Snow Cover Near the Top

Bright Orange, Frozen Sap

Once back on the trail, the hike continued to climb gently. On this stretch, I noticed the tree tops turn orange from the sun which was peaking over the landscape before my eyes. It’s nice to be out in the woods all by yourself to see things like this take place. It’s certainly something I take for granted every day.

Cedar Trees on Ledges

View to the southeast

The trail curved to the left and then began climbing steeply for a short way through a couple switchbacks. As I climbed in elevation, the snow became less sporadic and more consistent. I finally got through the short, steep section and the trail flattened out again. I noticed wind was also hitting me a bit harder near the top.

View of the Fire Tower on the South Peak

Weathered Tree on Ledges

As I hiked on the top of the Middle peak, the trail seemed to go on forever. That’s the thing with these Pawtuckaway Mountain peaks. They are all very long mountains (sort of a smaller version of Owl’s Head), so to get to the true summit sometimes takes a while of walking on the top. At one point, I thought for sure I was at the summit as I didn’t see any land around that was lower than where I was, however, there was no cairn or marker of any sort. I continued on the trail and finally came to ledges on the southeastern slope. I realized at that point, that I had passed the summit and it must have been where I thought it was.

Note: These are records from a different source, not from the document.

//! Radial kernel implementation
//!
//! K(x, y) = exp(-||x - y|| / (2σ²))
//!
//! Unlike the Gaussian kernel the exponent uses the plain Euclidean norm,
//! not its square. Both variants are kept as separate families.

use crate::kernel::traits::{squared_distance, Kernel};
use ndarray::ArrayView1;

/// Radial kernel: K(x, y) = exp(-||x - y|| / (2σ²))
#[derive(Debug, Clone, Copy, PartialEq)]
pub struct RadialKernel {
    sigma: f64,
}

impl RadialKernel {
    /// Create a new radial kernel with the specified width
    pub fn new(sigma: f64) -> Self {
        Self { sigma }
    }

    /// Build from an ordered parameter list `[sigma]`
    pub fn from_params(params: &[f64]) -> Self {
        Self::new(params.first().copied().unwrap_or(1.0))
    }

    /// Get the sigma parameter
    pub fn sigma(&self) -> f64 {
        self.sigma
    }
}

impl Default for RadialKernel {
    fn default() -> Self {
        Self::new(1.0)
    }
}

impl Kernel for RadialKernel {
    fn compute(&self, x: ArrayView1<f64>, y: ArrayView1<f64>) -> f64 {
        let denom = 2.0 * self.sigma * self.sigma;
        if denom.abs() > 0.0 {
            (-squared_distance(x, y).sqrt() / denom).exp()
        } else {
            0.0
        }
    }
}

Me on the ledges, proving I was there

I sat down and relaxed for a bit on the ledges. There were good views to the east, over to the South peak where you could easily make out the fire tower standing on top. There were also pretty nice views to the south, although, there is not much of a landscape in that direction. I also noticed that there were quite a few cedar trees on the ledge area, which I thought was pretty neat. Cedars are pretty uncommon in this area of New Hampshire, and I always enjoy seeing them.

Small Waterfall I Found


Making my way back, I again found what I believed was the tallest point of the Middle peak and proclaimed myself as “summitted”! As I descended the mountain, the morning grew a bit later and the wildlife started making an appearance. I followed a squirrel and a chipmunk up the side of the trail for a while. I also startled some blue jays (by accident) from the banking of the trail into some trees. I tried to get a picture, but they were too far away, unfortunately. While walking out, I also noticed a hawk circling, looking for breakfast I assume.


Hawk in Flight

There is nothing better to clear your head than an early morning walk in the woods. I can say that I would much rather be hiking the Whites than hiking Pawtuckaway Mountain. But when you’re short on time, you can’t beat it. I was up early, enjoyed nature and was home by 9am to conquer the rest of the day!


Wednesday, March 23, 2011

Traded Up My Harley for Microspikes!!!

I recently sold my Harley. It was extremely tough for me to do but as everyone always says, guys have to sell their toys when they have a baby! Well, I suppose I didn’t have to sell it, but it really made all the practical sense in the world. I bought it new in 2008 and in three seasons, I had only racked up 3000 miles on the motorcycle. You see, over the summer, Jill and I would plan out our weekends and ask ourselves what we wanted to do in the event of nice weather. Rarely, we picked riding the motorcycle. Instead, the answer was always the same. “Let’s go up to the Whites and get a hike in!”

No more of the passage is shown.